Coggins soutient que ces forêts sacrées ont également un but pratique, car elles aident les villageois à gérer leurs ressources, à se protéger contre l’érosion et les inondations et à améliorer la conservation de l’eau pour les cultures. « Les villageois disent que la forêt garde les richesses à l’intérieur. Ça a l’air superstitieux, mais s’il y avait de l’érosion et pas de forêt pour l’arrêter, l’érosion commencerait à recouper les rizières et ils commenceraient à perdre leurs richesses. »

Dans le passé, le maître feng shui de chaque communauté choisissait le site du village qui aiderait le mieux ses habitants à gérer les éléments naturels. Selon Katie Chick, responsable de la conservation à l’université de Hong Kong, chaque paysage feng shui a besoin d’un village, de montagnes, d’une forêt, d’une rivière et de terres agricoles pour être complet. La plupart des villages seraient orientés vers le sud, avec une forêt à l’arrière sur une montagne derrière le village appelée « montagne du dragon arrière » et une à l’avant du village appelée « forêt de la porte de l’eau ».

« Les forêts feng shui fournissent de l’ombre au soleil couchant en été et protègent le village de la mousson hivernale venant du nord », a déclaré le Dr Billy Hau, écologiste forestier à l’Université de Hong Kong. En faisant écran aux forces de ces éléments, les villageois pouvaient transformer un fort vent du nord en une brise fraîche et une inondation en un bassin versant pour les rizières de la vallée.

Aujourd’hui, ces forêts feng shui sont restées intactes car il était considéré comme sacrilège de couper les arbres. Les villageois ne pouvaient ramasser les branches tombées que tous les deux ans afin de ne pas impacter l’intégrité de la forêt. Même pendant le règne communiste de Mao Zedong de 1949 à 1976, alors que le feng shui était considéré comme une superstition féodale, les villageois Han ont continué à protéger discrètement leurs fengshuilin.

La punition pour avoir coupé les arbres différait d’une province à l’autre. Dans les villages de Chebaling dans le Guangdong, les habitants croyaient que les arbres avaient des propriétés curatives et que si quelqu’un les coupait, quelqu’un tomberait malade. Tandis qu’à Jiangsu, les villageois pris en train de couper les arbres recevaient une amende d’un cochon ou le bois illicite était incendié.

Si vous régénérez intentionnellement le fengshuilin, cela fera réellement une différence tangible en tant que puits de carbone

Alors que les villageois à travers le sud de la Chine protègent toujours leur fengshuilin, il y a aussi maintenant une protection de l’État. Au début des années 1990, le comté de Wuyan, dans la province du Jiangxi, a répertorié les fengshuilin comme baohu xiaoqu (petites zones protégées) où les villageois étaient invités à ne pas utiliser de pesticides et à payer une amende pour tout dommage causé aux fengshuilin. La poussée pour protéger le fengshuilin s’est depuis étendue ailleurs, comme dans le comté de Nanjing dans le Fujian.

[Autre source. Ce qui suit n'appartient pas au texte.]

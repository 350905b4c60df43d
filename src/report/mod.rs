//! Text report: heading, one table per section, summary and tips.

mod format;
mod rows;
mod table;

pub use format::{
    CHECK, CROSS, NOT_AVAILABLE, format_cost, format_flag, format_modalities, format_text,
    format_tokens,
};
pub use rows::{Cell, Column, Mark, TableData, build_rows};
pub use table::{column_widths, write_table};
use termcolor::{Color, ColorSpec, WriteColor};

use crate::query::QueryOutput;

pub const DETAILS_HEADING: &str = "Model Details:";
pub const COMPARISON_HEADING: &str = "Model Comparison:";

const GROUP_TIP: &str = "Tip: Use --group-by type|provider|mode|series to organize results";
const SORT_TIP: &str = "Tip: Use --sort-by <field> or --sort-token/--sort-cost to sort results";

/// What the summary block should mention.
#[derive(Debug, Clone, Copy, Default)]
pub struct SummaryHints {
    pub grouped: bool,
    pub sorted: bool,
}

/// Report rendering errors.
#[derive(Debug, thiserror::Error)]
pub enum ReportError {
    #[error("failed to write report: {0}")]
    Io(#[from] std::io::Error),

    #[error("row {row} has {found} cells, expected {expected}")]
    ColumnMismatch {
        row: usize,
        expected: usize,
        found: usize,
    },
}

/// Render the whole report for one command.
pub fn write_report<W: WriteColor>(
    out: &mut W,
    heading: &str,
    output: &QueryOutput<'_>,
    hints: SummaryHints,
) -> Result<(), ReportError> {
    writeln!(out)?;
    writeln!(out, "{heading}")?;

    for section in &output.sections {
        let table = build_rows(&section.models);
        match &section.title {
            Some(title) => {
                writeln!(out)?;
                let mut bold = ColorSpec::new();
                bold.set_bold(true);
                out.set_color(&bold)?;
                write!(out, "{}", title.to_uppercase())?;
                out.reset()?;
                writeln!(out, " Models:")?;
                write_table(out, &table.headers, &table.rows)?;
                writeln!(out)?;
            }
            None => write_table(out, &table.headers, &table.rows)?,
        }
    }

    write_summary(out, output.hidden, hints)?;
    Ok(())
}

fn write_summary<W: WriteColor>(
    out: &mut W,
    hidden: usize,
    hints: SummaryHints,
) -> std::io::Result<()> {
    writeln!(out)?;
    writeln!(out, "Summary:")?;

    if hidden > 0 {
        let mut yellow = ColorSpec::new();
        yellow.set_fg(Some(Color::Yellow));
        out.set_color(&yellow)?;
        write!(out, "{hidden} entries hidden")?;
        out.reset()?;
        writeln!(out, " (older models) - use --show-all to see all versions")?;
    }

    let mut dim = ColorSpec::new();
    dim.set_dimmed(true);
    for (show, tip) in [(!hints.grouped, GROUP_TIP), (!hints.sorted, SORT_TIP)] {
        if show {
            out.set_color(&dim)?;
            write!(out, "{tip}")?;
            out.reset()?;
            writeln!(out)?;
        }
    }
    Ok(())
}
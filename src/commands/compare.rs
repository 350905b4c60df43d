use std::collections::HashSet;

use super::CommandError;
use crate::{catalog::NormalizedModel, search::SearchIndex};

/// Resolve every comparison term and union the matches.
///
/// Fails on the first term that matches nothing, and when fewer than two
/// distinct models remain.
pub fn collect_comparison<'c>(
    index: &SearchIndex<'c>,
    terms: &[String],
) -> Result<Vec<&'c NormalizedModel>, CommandError> {
    let mut seen: HashSet<&str> = HashSet::new();
    let mut models = Vec::new();

    for term in terms {
        let result = index.search(term);
        if result.is_empty() {
            return Err(CommandError::NoMatch(term.clone()));
        }
        for model in result.models {
            if seen.insert(model.key.as_str()) {
                models.push(model);
            }
        }
    }

    if models.len() < 2 {
        return Err(CommandError::TooFewToCompare);
    }

    tracing::debug!(terms = terms.len(), models = models.len(), "Comparison resolved");
    Ok(models)
}
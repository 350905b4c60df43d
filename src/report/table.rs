//! Box-drawn fixed-width tables.

use termcolor::{Color, ColorSpec, WriteColor};

use super::{
    ReportError,
    rows::{Cell, Mark},
};

const HORIZONTAL: char = '═';
const VERTICAL: char = '║';

/// Corner and junction glyphs for one border line: left, junction, right.
struct Border {
    left: char,
    junction: char,
    right: char,
}

const TOP: Border = Border {
    left: '╔',
    junction: '╦',
    right: '╗',
};
const MIDDLE: Border = Border {
    left: '╠',
    junction: '╬',
    right: '╣',
};
const BOTTOM: Border = Border {
    left: '╚',
    junction: '╩',
    right: '╝',
};

fn mark_spec(mark: Mark) -> Option<ColorSpec> {
    match mark {
        Mark::Neutral => None,
        Mark::Best => {
            let mut spec = ColorSpec::new();
            spec.set_fg(Some(Color::Green));
            Some(spec)
        }
        Mark::Worse => {
            let mut spec = ColorSpec::new();
            spec.set_dimmed(true);
            Some(spec)
        }
    }
}

/// Display width of a cell; the glyphs used here are all single-width.
fn width(text: &str) -> usize {
    text.chars().count()
}

/// Column widths: the widest header or cell text in each column.
pub fn column_widths(headers: &[&str], rows: &[Vec<Cell>]) -> Vec<usize> {
    headers
        .iter()
        .enumerate()
        .map(|(col, header)| {
            rows.iter()
                .map(|row| width(&row[col].text))
                .chain(std::iter::once(width(header)))
                .max()
                .unwrap_or(0)
        })
        .collect()
}

/// Write a table. Every row must have exactly one cell per header.
///
/// Rows are separated by a rule line; marks are painted through `out`, which
/// decides whether escape codes are emitted at all.
pub fn write_table<W: WriteColor>(
    out: &mut W,
    headers: &[&str],
    rows: &[Vec<Cell>],
) -> Result<(), ReportError> {
    if let Some((row, cells)) = rows
        .iter()
        .enumerate()
        .find(|(_, cells)| cells.len() != headers.len())
    {
        return Err(ReportError::ColumnMismatch {
            row,
            expected: headers.len(),
            found: cells.len(),
        });
    }

    let widths = column_widths(headers, rows);

    write_border(out, &widths, &TOP)?;
    let header_cells: Vec<Cell> = headers.iter().map(|h| Cell::plain(*h)).collect();
    write_row(out, &widths, &header_cells)?;
    write_border(out, &widths, &MIDDLE)?;

    for (idx, row) in rows.iter().enumerate() {
        write_row(out, &widths, row)?;
        if idx + 1 < rows.len() {
            write_border(out, &widths, &MIDDLE)?;
        }
    }

    write_border(out, &widths, &BOTTOM)?;
    Ok(())
}

fn write_border<W: WriteColor>(
    out: &mut W,
    widths: &[usize],
    border: &Border,
) -> std::io::Result<()> {
    let mut line = String::new();
    line.push(border.left);
    for (idx, col_width) in widths.iter().enumerate() {
        if idx > 0 {
            line.push(border.junction);
        }
        line.extend(std::iter::repeat_n(HORIZONTAL, col_width + 2));
    }
    line.push(border.right);
    writeln!(out, "{line}")
}

fn write_row<W: WriteColor>(out: &mut W, widths: &[usize], cells: &[Cell]) -> std::io::Result<()> {
    for (cell, col_width) in cells.iter().zip(widths) {
        write!(out, "{VERTICAL} ")?;
        match mark_spec(cell.mark) {
            Some(spec) => {
                out.set_color(&spec)?;
                write!(out, "{}", cell.text)?;
                out.reset()?;
            }
            None => write!(out, "{}", cell.text)?,
        }
        let padding = col_width.saturating_sub(width(&cell.text)) + 1;
        write!(out, "{:padding$}", "")?;
    }
    writeln!(out, "{VERTICAL}")
}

Même si le fengshuilin est un concept ancien, Coggins dit que beaucoup de Chinois n’en ont jamais entendu parler, car il était considéré comme un sujet interdit sous le régime de Mao. « Il y a un certain degré de fierté quand on découvre que les gens en Chine protègent les forêts depuis des siècles », a-t-il dit.

Coggins pense que les fengshuilin pourraient être utilisés comme banques de semences pour une reforestation à grande échelle. « La Chine refortifie à un rythme plus rapide que n’importe quel autre pays. Elle fait de grands progrès vers la production d’énergie durable », a-t-il déclaré. « Si vous régénérez intentionnellement le fengshuilin, cela fera une différence tangible en tant que puits de carbone. Nous devrons peut-être regarder dans 50 ans, mais cela fera une différence. »

Les forêts de fengshuilin sont extrêmement importantes, ce sont les seules parcelles de forêt ancienne à Hong Kong

En fait, un projet ambitieux à Hong Kong a récemment commencé où les citadins ont déménagé dans le village Hakka isolé de Lai Chi Wo, vieux de 300 ans, situé dans le géoparc mondial de l’Unesco de Hong Kong, pour aider ses habitants indigènes à revitaliser leur village. Dans le même temps, le fengshuilin de Lai Chi Wo est utilisé pour propager et reboiser d’autres régions de Hong Kong. Les botanistes du jardin botanique de Kadoorie Farm & utilisent la forêt de Lai Chi Wo et d’autres fengshuilin locaux pour la collecte de graines et ils peuvent également étudier la flore et la faune.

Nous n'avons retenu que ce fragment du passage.